▶ [WORK INSTRUCTION] Through the line that contains "async fn main()", return the data below exactly, starting at its first line; leave the rest out.

Start of PROVIDED INFORMATION

//! site-content CLI entrypoint

use anyhow::Result;
use clap::Parser;
use tracing_subscriber::{layer::SubscriberExt, util::SubscriberInitExt, EnvFilter};

use site_content::cli::Cli;

#[tokio::main]
async fn main() -> Result<()> {
    // Logs go to stderr so --json output stays clean
    tracing_subscriber::registry()
        .with(EnvFilter::try_from_default_env().unwrap_or_else(|_| EnvFilter::new("info")))
        .with(
            tracing_subscriber::fmt::layer()
                .with_target(false)
                .with_writer(std::io::stderr),
        )
        .init();

    let cli = Cli::parse();
    cli.execute().await
}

End of PROVIDED INFORMATION

▶ [RESPONSE]
//! site-content CLI entrypoint

use anyhow::Result;
use clap::Parser;
use tracing_subscriber::{layer::SubscriberExt, util::SubscriberInitExt, EnvFilter};

use site_content::cli::Cli;

#[tokio::main]
async fn main() -> Result<()> {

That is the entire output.